O fato é que, a partir daquele momento, uma rotina se estabeleceu. Toda abordagem dela seria mal-sucedida. Flávio, sempre educado, dava um beijo no rosto de Carolina antes de virar para o canto e repetia variações sobre o mesmo tema: estou cansado, me deu uma dor de cabeça, hoje não.

Nesse ciclo, lá se foram garrafas de vinho, espumante, cervejas especiais para agradar Flávio e shots de tequila para agarrá-lo de supetão e...nada. 

A questão é que Carolina não sabia mais o que fazer. O terapeuta - aquele que é pago para isso, não eu - falou que não havia nada de mais com toda aquela empolgação dela, havia muita energia acumulada mesmo, porém, aconselhou cautela e prescreveu um ansiolítico. Quanto a Flávio, podia ser uma fase, deviam conversar. O caso é que não eram tecnicamente namorados, de modo que  parou de pedir opiniões, sabe?

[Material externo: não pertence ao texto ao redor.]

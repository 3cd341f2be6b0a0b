//! Closed-form whole-mission propellant estimate.
//!
//! Each segment's energy change is turned into an effective delta-V with a fixed loss margin,
//! then into a Tsiolkovsky mass ratio using the specific impulse of the engine flying that
//! segment. Chaining the ratios from the dry mass gives the propellant the mission needs.

use ascent_atmosphere::AtmosphereModel;
use ascent_core::constants::G0;
use ascent_core::units::ft_to_m;
use ascent_propulsion::{EngineMode, Rocket, rocket};
use ascent_vehicle::{FlightPlan, Vehicle, Waypoint};
use log::warn;
use serde::Serialize;

/// Multiplier on the ideal delta-V covering drag and gravity losses.
pub const LOSS_FACTOR: f64 = 1.1;
/// Floor on the mean segment speed used to convert energy to delta-V (m/s).
pub const MIN_MEAN_SPEED_M_S: f64 = 100.0;
/// Specific impulse assumed when no installed engine can fly a segment (s).
pub const FALLBACK_ISP_S: f64 = rocket::SEA_LEVEL_ISP_S;

/// Propellant budget for a contiguous run of rocket segments.
#[derive(Debug, Clone, Copy, PartialEq, Serialize)]
pub struct PropellantRequirement {
    /// Index of the first segment in the run (segment `i` flies waypoint `i` to `i + 1`).
    pub first_segment: usize,
    pub segment_count: usize,
    pub delta_v_m_s: f64,
    pub initial_mass_kg: f64,
    pub final_mass_kg: f64,
    pub fuel_kg: f64,
    pub oxidizer_kg: f64,
    pub average_isp_s: f64,
}

/// Per-segment terms of the estimate.
#[derive(Debug, Clone, Copy, PartialEq, Serialize)]
pub struct SegmentEstimate {
    pub engine_mode: EngineMode,
    pub delta_v_m_s: f64,
    pub specific_impulse_s: f64,
    pub mass_ratio: f64,
}

#[derive(Debug, Clone, PartialEq, Serialize)]
pub struct FuelEstimate {
    pub fuel_required_kg: f64,
    pub mass_ratio: f64,
    pub segments: Vec<SegmentEstimate>,
    pub rocket_requirements: Vec<PropellantRequirement>,
}

/// Source of the propellant requirement the sizing loop balances against tank capacity.
pub trait FuelEstimator {
    fn estimate(&self, plan: &FlightPlan, vehicle: &Vehicle) -> FuelEstimate;
}

/// Energy-based estimate over the waypoints of a plan.
#[derive(Debug, Clone, Copy, Default)]
pub struct MissionFuelEstimate {
    atmosphere: AtmosphereModel,
}

impl MissionFuelEstimate {
    pub fn new() -> Self {
        Self::default()
    }

    fn speed(&self, wp: &Waypoint) -> f64 {
        wp.mach * self.atmosphere.speed_of_sound(ft_to_m(wp.altitude_ft))
    }

    fn energy(&self, wp: &Waypoint) -> f64 {
        let v = self.speed(wp);
        0.5 * v * v + G0 * ft_to_m(wp.altitude_ft)
    }

    /// Effective delta-V (m/s) needed to fly from `from` to `to`.
    pub fn segment_delta_v(&self, from: &Waypoint, to: &Waypoint) -> f64 {
        let gain = (self.energy(to) - self.energy(from)).max(0.0);
        let mean_speed = (0.5 * (self.speed(from) + self.speed(to))).max(MIN_MEAN_SPEED_M_S);
        LOSS_FACTOR * gain / mean_speed
    }

    /// Engine mode and specific impulse for a segment, sampled at its midpoint.
    fn segment_engine(
        &self,
        vehicle: &Vehicle,
        from: &Waypoint,
        to: &Waypoint,
    ) -> (EngineMode, f64) {
        let mid_altitude_ft = 0.5 * (from.altitude_ft + to.altitude_ft);
        let mid_mach = 0.5 * (from.mach + to.mach);
        let mut manager = vehicle.propulsion();
        if to.engine_mode.is_auto() {
            manager.update(mid_altitude_ft, mid_mach);
        } else {
            manager.set_manual_engine(to.engine_mode);
        }
        let mode = manager.current_mode();
        let isp = [(mid_altitude_ft, mid_mach), (to.altitude_ft, to.mach)]
            .into_iter()
            .map(|(alt, mach)| manager.performance(alt, mach).specific_impulse_s())
            .find(|isp| *isp > 0.0);
        match isp {
            Some(isp) => (mode, isp),
            None => {
                warn!(
                    "no {mode} thrust between M{:.2} and M{:.2}; assuming {FALLBACK_ISP_S} s",
                    from.mach, to.mach
                );
                (mode, FALLBACK_ISP_S)
            }
        }
    }
}

impl FuelEstimator for MissionFuelEstimate {
    fn estimate(&self, plan: &FlightPlan, vehicle: &Vehicle) -> FuelEstimate {
        let segments: Vec<SegmentEstimate> = plan
            .segments()
            .map(|(from, to)| {
                let delta_v_m_s = self.segment_delta_v(from, to);
                let (engine_mode, specific_impulse_s) = self.segment_engine(vehicle, from, to);
                SegmentEstimate {
                    engine_mode,
                    delta_v_m_s,
                    specific_impulse_s,
                    mass_ratio: (delta_v_m_s / (specific_impulse_s * G0)).exp(),
                }
            })
            .collect();
        let mass_ratio: f64 = segments.iter().map(|s| s.mass_ratio).product();

        // Mass at the end of each segment, walking back from the dry vehicle.
        let mut mass_after = vec![vehicle.dry_mass_kg; segments.len()];
        for i in (0..segments.len().saturating_sub(1)).rev() {
            mass_after[i] = mass_after[i + 1] * segments[i + 1].mass_ratio;
        }

        FuelEstimate {
            fuel_required_kg: vehicle.dry_mass_kg * (mass_ratio - 1.0),
            mass_ratio,
            rocket_requirements: rocket_runs(&segments, &mass_after),
            segments,
        }
    }
}

fn rocket_runs(segments: &[SegmentEstimate], mass_after: &[f64]) -> Vec<PropellantRequirement> {
    let mut runs = Vec::new();
    let mut i = 0;
    while i < segments.len() {
        if segments[i].engine_mode != EngineMode::Rocket {
            i += 1;
            continue;
        }
        let start = i;
        while i < segments.len() && segments[i].engine_mode == EngineMode::Rocket {
            i += 1;
        }
        let run = &segments[start..i];
        let final_mass_kg = mass_after[i - 1];
        let initial_mass_kg = final_mass_kg * run.iter().map(|s| s.mass_ratio).product::<f64>();
        let delta_v_m_s: f64 = run.iter().map(|s| s.delta_v_m_s).sum();
        let log_ratio = (initial_mass_kg / final_mass_kg).ln();
        let split = Rocket::propellant_split(initial_mass_kg - final_mass_kg);
        runs.push(PropellantRequirement {
            first_segment: start,
            segment_count: run.len(),
            delta_v_m_s,
            initial_mass_kg,
            final_mass_kg,
            fuel_kg: split.fuel_kg,
            oxidizer_kg: split.oxidizer_kg,
            average_isp_s: if log_ratio > 0.0 {
                delta_v_m_s / (G0 * log_ratio)
            } else {
                run[0].specific_impulse_s
            },
        });
    }
    runs
}

#[cfg(test)]
mod tests {
    use super::*;
    use ascent_core::design::PlaneDesign;

    fn plan() -> FlightPlan {
        let mut plan = FlightPlan::new();
        plan.push(Waypoint::new(65_000.0, 3.1, EngineMode::Jet));
        plan.push(Waypoint::new(130_000.0, 6.0, EngineMode::Ramjet));
        plan.push(Waypoint::new(300_000.0, 12.0, EngineMode::Rocket));
        plan.push(Waypoint::new(600_000.0, 24.0, EngineMode::Rocket));
        plan
    }

    #[test]
    fn no_energy_gain_needs_no_delta_v() {
        let est = MissionFuelEstimate::new();
        let high = Waypoint::new(50_000.0, 2.0, EngineMode::Auto);
        let low = Waypoint::new(10_000.0, 0.5, EngineMode::Auto);
        assert_eq!(est.segment_delta_v(&high, &low), 0.0);
        assert!(est.segment_delta_v(&low, &high) > 0.0);
    }

    #[test]
    fn fuel_follows_chained_mass_ratio() {
        let plan = plan();
        let vehicle = Vehicle::from_volume(2_000.0, &plan, &PlaneDesign::default());
        let estimate = MissionFuelEstimate::new().estimate(&plan, &vehicle);
        assert_eq!(estimate.segments.len(), 4);
        let product: f64 = estimate.segments.iter().map(|s| s.mass_ratio).product();
        assert!((estimate.mass_ratio - product).abs() < 1e-12);
        assert!(
            (estimate.fuel_required_kg - vehicle.dry_mass_kg * (product - 1.0)).abs() < 1e-6
        );
        // Air-breathing segments run far more efficiently than the rocket.
        assert!(
            estimate.segments[1].specific_impulse_s > 5.0 * estimate.segments[3].specific_impulse_s
        );
    }

    #[test]
    fn consecutive_rocket_segments_form_one_requirement() {
        let plan = plan();
        let vehicle = Vehicle::from_volume(2_000.0, &plan, &PlaneDesign::default());
        let estimate = MissionFuelEstimate::new().estimate(&plan, &vehicle);
        assert_eq!(estimate.rocket_requirements.len(), 1);
        let req = estimate.rocket_requirements[0];
        assert_eq!(req.first_segment, 2);
        assert_eq!(req.segment_count, 2);
        assert!((req.final_mass_kg - vehicle.dry_mass_kg).abs() < 1e-6);
        let propellant = req.initial_mass_kg - req.final_mass_kg;
        assert!((req.fuel_kg + req.oxidizer_kg - propellant).abs() < 1e-6);
        assert!((req.oxidizer_kg / req.fuel_kg - 6.0).abs() < 1e-9);
        assert!(
            req.average_isp_s >= rocket::SEA_LEVEL_ISP_S
                && req.average_isp_s <= rocket::VACUUM_ISP_S
        );
    }
}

(Então, o que eu estava fazendo ali?)

O problema é que ela o desejava, e ele dormia. Ele era encantador, apesar de um tanto fanático por futebol (e sobre esse quesito, eu havia alertado), lia ótimos livros, gostava de bichos de estimação, tinha um beagle lindo e tudo mais. 

(Entendi...tu te tornas eternamente responsável por aquele que apresentas!)

Carolina subia pelas paredes a cada recusa. Na noite de drinks com as garotas, aquela turma chata que se acha habitante de uma ilha em Nova York, ela decidiu ligar para Flávio, dizer umas sacanagens. Nada contra, no entanto, pensei imediatamente que isso seria sugestão da amiga patricinha, a leitora de "50 Tons de Cinza". Caiu na caixa postal. 

Acordou péssima, ao mesmo tempo, desejando a fórmula mágica do amor, a que nem o Leo Jaime encontrou dos anos 80 pra cá. Passou o dia a base de sonrisal, engov e jejum, uma que Flávio não deu sinal de vida.

Eu me arrisquei no parecer: Carolina, contra o homem-neosaldina, do tipo que dá dor de cabeça (ou, vá lá, tenha) por qualquer motivo só há uma saída: evite! 

Ela, como de costume nesses casos, parecia pouco convencida. Coisas da superdosagem.